Researches are now divided on how sever this problem is. From my own research I see that a good portion of what was originally thought to be a problem are not a problem. See my own caveat in the previous blog. The problem also does not appear for automatically run programs in one of the most common server platforms (the one affinity CM uses, Ubuntu). But the depth of the problem is apparent when looking at some programs in depth.

Fixes

Currently affinity CM is running without bash. A simple fix for IT administrators allow all request for bash to be run by a substitute called dash. Also all accounts were changed to use dash in place of bash. So even if a program asks for bash it will get dash. Our file server, mail server, web server and virtual host server all are working with the substitute.

In fixing out installation I also discovered that all automatically run programs by default use dash and not bash. The program would have to specifically ask for bash to get it. That is good.
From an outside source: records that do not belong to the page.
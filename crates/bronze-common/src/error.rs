use std::path::PathBuf;

use thiserror::Error;

/// Errors raised while resolving or accessing storage.
#[derive(Debug, Error)]
pub enum StorageError {
    #[error("invalid storage URL '{url}': {reason}")]
    InvalidUrl { url: String, reason: String },

    #[error("cannot express local path {path} as a URL")]
    LocalPath { path: PathBuf },

    #[error("storage {operation} failed for {path}: {source}")]
    ObjectStore {
        operation: &'static str,
        path: String,
        #[source]
        source: object_store::Error,
    },
}

impl StorageError {
    pub(crate) fn object_store(
        operation: &'static str,
        path: impl ToString,
        source: object_store::Error,
    ) -> Self {
        Self::ObjectStore {
            operation,
            path: path.to_string(),
            source,
        }
    }

    /// Check if this error represents a missing object or directory.
    pub fn is_not_found(&self) -> bool {
        matches!(
            self,
            Self::ObjectStore {
                source: object_store::Error::NotFound { .. },
                ..
            }
        )
    }
}

pub type Result<T> = std::result::Result<T, StorageError>;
And even if a system program asked for bash our fixes will give it dash.

Depth of The Problem

To determine how frequently bash is requested I scanned a computer that does program development and testing plus a directory where program development for clients is done.

Though code (programing) that is developed by affinity CM currently has no reference to bash I know it has been used in the past.

The troubling part is the code brought in from other sources. I found numerous requests for bash in this foreign code. The developers of the foreign code will determine if bash is really needed and change the requests accordingly or wait for a fix for bash. On our systems though they will automatically be given the safer dash program even if they explicitly request bash. So far this has not proved to be a problem.

THE Fix

Currently with the draconian fixes proposed by some I’m sure the big shots in the industry are weighing in with their feedback. And like me I see that the technophiles are putting in their fixes and making suggestions as how to fix the issue. It may be a while for all the issues to get fixed especially for complex systems in specialized areas. But I believe that simpler systems or those programs that are widely used will have a fix. An individual, simple, installations that have a competent IT staff will be able to put in a temporary fix until a permanent fix is in, as we have done here at affinity CM.